Étraves, Sylvain Coher
Fin de partie, Génèse 7,17 à 24 : «Et les eaux couvriront la surface de la terre»... Ne reste qu'un immense océan encombrée des restes abrutis de l'anthropocène, GPS détraqués, climatiseurs à la dérive, navires échoués, robots de toutes sortes, l'intelligence artificielle en déroute parce qu'il n'y a plus de réseau, plus d'antennes, plus de piles, plus rien, l'intelligence tout court en faillite et sur la mer, des royaumes de plastiques hérités des temps jadis. Sur ces ondes croise le Ghost, à l'étrave opiniâtre, toute coque fendue, sillonnant les eaux souveraines, attentif aux proies, aux dépouilles, aux navires ennemis, éternellement : la terre ou plutôt ce qu'il en reste, éparse et chiche, c'est un autre royaume, inaccessible : «Il y a ceusses de la mer, et ceusses de la terre», les Pousse-cailloux et les Fruits-de-mer, irréconciliables.
Bon... Une mise au point s'impose d'emblée : le conflit de territorialité mer/terre structure bien le roman. Voulu par l'auteur. Pour autant, ce ne sera pas ma lecture : il me paraît ramener le roman à un topos par trop éculé. Blanc/noir, blanc/rouge, blanc/jaune, Nord/Sud, c'est-à-dire riche/pauvre, c'est-à-dire blanc/noir-rouge-jaune etc. On retrouve cet attendu indépassable de l'espèce humaine, incapable de construire son identité autrement que sur le modèle de l'exclu nécessaire. Mais bon... Gardez-la en tête l'opposition, le dénouement est fait pour la valider.
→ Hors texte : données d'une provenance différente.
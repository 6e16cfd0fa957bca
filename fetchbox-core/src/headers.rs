//! Ordered raw header storage.
//!
//! Cache metadata must round-trip response headers byte for byte: insertion
//! order preserved, duplicates allowed, lookups case-insensitive. The `http`
//! crate's `HeaderMap` normalizes names, so the cache contract keeps its own
//! ordered pair list and only converts at the protocol boundary.

use std::collections::HashMap;

use bytes::Bytes;

/// Ordered list of raw `(name, value)` header pairs.
///
/// Duplicate names are allowed and insertion order is preserved. Name
/// comparison is ASCII case-insensitive everywhere.
#[derive(Debug, Clone, Default, PartialEq, Eq)]
pub struct HeaderList {
    pairs: Vec<(Bytes, Bytes)>,
}

impl HeaderList {
    /// Creates an empty header list.
    pub fn new() -> Self {
        Self::default()
    }

    /// Number of stored pairs, duplicates included.
    pub fn len(&self) -> usize {
        self.pairs.len()
    }

    /// Returns `true` if no headers are stored.
    pub fn is_empty(&self) -> bool {
        self.pairs.is_empty()
    }

    /// Appends a pair, keeping any existing pairs with the same name.
    pub fn append(&mut self, name: impl Into<Bytes>, value: impl Into<Bytes>) {
        self.pairs.push((name.into(), value.into()));
    }

    /// Returns the value of the first header matching `name`.
    pub fn get(&self, name: &[u8]) -> Option<&Bytes> {
        self.pairs
            .iter()
            .find(|(n, _)| n.eq_ignore_ascii_case(name))
            .map(|(_, v)| v)
    }

    /// Returns every value stored under `name`, in insertion order.
    pub fn get_all<'a>(&'a self, name: &'a [u8]) -> impl Iterator<Item = &'a Bytes> + 'a {
        self.pairs
            .iter()
            .filter(move |(n, _)| n.eq_ignore_ascii_case(name))
            .map(|(_, v)| v)
    }

    /// Returns `true` if at least one header matches `name`.
    pub fn contains(&self, name: &[u8]) -> bool {
        self.get(name).is_some()
    }

    /// Sets `name` to `value`, replacing the first existing occurrence in
    /// place and dropping any later duplicates. Appends when absent.
    pub fn set(&mut self, name: impl Into<Bytes>, value: impl Into<Bytes>) {
        let name = name.into();
        let value = value.into();
        let mut replaced = false;
        self.pairs.retain_mut(|(n, v)| {
            if n.eq_ignore_ascii_case(&name) {
                if replaced {
                    return false;
                }
                *v = value.clone();
                replaced = true;
            }
            true
        });
        if !replaced {
            self.pairs.push((name, value));
        }
    }

    /// Removes every header matching `name`.
    pub fn remove(&mut self, name: &[u8]) {
        self.pairs.retain(|(n, _)| !n.eq_ignore_ascii_case(name));
    }

    /// Iterates over all pairs in insertion order.
    pub fn iter(&self) -> impl Iterator<Item = &(Bytes, Bytes)> {
        self.pairs.iter()
    }

    /// Replaces the whole list.
    pub fn set_all(&mut self, pairs: Vec<(Bytes, Bytes)>) {
        self.pairs = pairs;
    }

    /// Consumes the list, returning the raw pairs.
    pub fn into_pairs(self) -> Vec<(Bytes, Bytes)> {
        self.pairs
    }
}

impl FromIterator<(Bytes, Bytes)> for HeaderList {
    fn from_iter<T: IntoIterator<Item = (Bytes, Bytes)>>(iter: T) -> Self {
        Self {
            pairs: iter.into_iter().collect(),
        }
    }
}

/// Parses an option-style header value (`Cache-Control` and friends) into a
/// directive map.
///
/// Directives are comma-separated `token` or `token=value` items; keys are
/// lower-cased, quoted-string values are unescaped. A directive without a
/// value maps to an empty string.
pub fn parse_option_header(value: &[u8]) -> HashMap<String, String> {
    let mut out = HashMap::new();
    let mut rest = value;

    loop {
        rest = skip_ows_and_commas(rest);
        if rest.is_empty() {
            break;
        }

        let token_end = rest
            .iter()
            .position(|&b| b == b',' || b == b'=' || b.is_ascii_whitespace())
            .unwrap_or(rest.len());
        let key = String::from_utf8_lossy(&rest[..token_end]).to_ascii_lowercase();
        rest = skip_ows(&rest[token_end..]);

        if rest.first() == Some(&b'=') {
            rest = skip_ows(&rest[1..]);
            let (val, remainder) = if rest.first() == Some(&b'"') {
                parse_quoted(&rest[1..])
            } else {
                let end = rest.iter().position(|&b| b == b',').unwrap_or(rest.len());
                (
                    String::from_utf8_lossy(rest[..end].trim_ascii()).into_owned(),
                    &rest[end..],
                )
            };
            rest = remainder;
            if !key.is_empty() {
                out.insert(key, val);
            }
        } else if !key.is_empty() {
            out.insert(key, String::new());
        }
    }

    out
}

fn parse_quoted(mut rest: &[u8]) -> (String, &[u8]) {
    let mut val = Vec::new();
    while let Some((&b, tail)) = rest.split_first() {
        rest = tail;
        match b {
            b'"' => break,
            b'\\' => {
                if let Some((&esc, tail)) = rest.split_first() {
                    val.push(esc);
                    rest = tail;
                }
            }
            _ => val.push(b),
        }
    }
    (String::from_utf8_lossy(&val).into_owned(), rest)
}

fn skip_ows(mut s: &[u8]) -> &[u8] {
    while let Some((&b, tail)) = s.split_first() {
        if b.is_ascii_whitespace() {
            s = tail;
        } else {
            break;
        }
    }
    s
}

fn skip_ows_and_commas(mut s: &[u8]) -> &[u8] {
    while let Some((&b, tail)) = s.split_first() {
        if b == b',' || b.is_ascii_whitespace() {
            s = tail;
        } else {
            break;
        }
    }
    s
}

#[cfg(test)]
mod tests {
    use super::*;

    #[test]
    fn append_preserves_order_and_duplicates() {
        let mut headers = HeaderList::new();
        headers.append(&b"Set-Cookie"[..], &b"a=1"[..]);
        headers.append(&b"Content-Type"[..], &b"text/html"[..]);
        headers.append(&b"set-cookie"[..], &b"b=2"[..]);

        assert_eq!(headers.len(), 3);
        let cookies: Vec<_> = headers.get_all(b"Set-Cookie").collect();
        assert_eq!(cookies, vec![&Bytes::from("a=1"), &Bytes::from("b=2")]);
        assert_eq!(headers.get(b"content-type"), Some(&Bytes::from("text/html")));
    }

    #[test]
    fn set_replaces_in_place_and_drops_later_duplicates() {
        let mut headers = HeaderList::new();
        headers.append(&b"Warning"[..], &b"110"[..]);
        headers.append(&b"Date"[..], &b"x"[..]);
        headers.append(&b"warning"[..], &b"113"[..]);

        headers.set(&b"Warning"[..], &b"199"[..]);

        assert_eq!(headers.len(), 2);
        let all: Vec<_> = headers.get_all(b"warning").collect();
        assert_eq!(all, vec![&Bytes::from("199")]);
        // position of the first occurrence is kept
        assert_eq!(headers.iter().next().unwrap().1, Bytes::from("199"));
    }

    #[test]
    fn option_header_directives() {
        let parsed = parse_option_header(b"no-cache, max-age=60, private=\"set-cookie\"");
        assert!(parsed.contains_key("no-cache"));
        assert_eq!(parsed.get("max-age").map(String::as_str), Some("60"));
        assert_eq!(parsed.get("private").map(String::as_str), Some("set-cookie"));
    }

    #[test]
    fn option_header_tolerates_whitespace_and_case() {
        let parsed = parse_option_header(b"  Must-Revalidate ,MAX-AGE = 0 ");
        assert!(parsed.contains_key("must-revalidate"));
        assert_eq!(parsed.get("max-age").map(String::as_str), Some("0"));
    }

    #[test]
    fn option_header_empty_input() {
        assert!(parse_option_header(b"").is_empty());
        assert!(parse_option_header(b" , ,, ").is_empty());
    }
}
Il y a donc l'immense océan, et puis des îlots ça et là. Et à la proue du Ghost, Petit Roux, qui tient d'un bras Câline et de l'autre un sabre bien affûté. Près de lui, l'Empereur et Blaquet le cuisinier, «humble délateur», qui raconte. L'Histoire. Ou ce qu'il en reste : ce récit. Câline vient de mourir. Petit Roux la serre contre lui tandis que quarante estomacs affamés, hérissés de bout de bois, de battes, de manches de pioche, de haches, serpettes, bref, tout objet contondant qui permettrait de venir à bout du sabre de Petit Roux, veulent lui voler son bout de gras : Câline. Elle est morte de toute façon, ce serait peine de la jeter à la mer par ces temps de pénurie...
Mais Petit Roux n'en démord pas : personne ne mangera sa mère, il veut l'enterrer, il le lui a promis. 15 ans, un claquefaim lui-même, acharné de la disette, juste la peau sur les os mais quand même, la peau... on n'imagine même pas les rumeurs de tuerie que cela signifie... A la faveur de la nuit, il réussit à voler un canot de sauvetage et à s'enfuir. Où va-t-il ? Il sait : on raconte qu'un bout de terre singulier existe de par le vaste océan. C'est vers ce bout de terre qu'il hisse sa voile, poursuivi le lendemain par l'équipage du Ghost.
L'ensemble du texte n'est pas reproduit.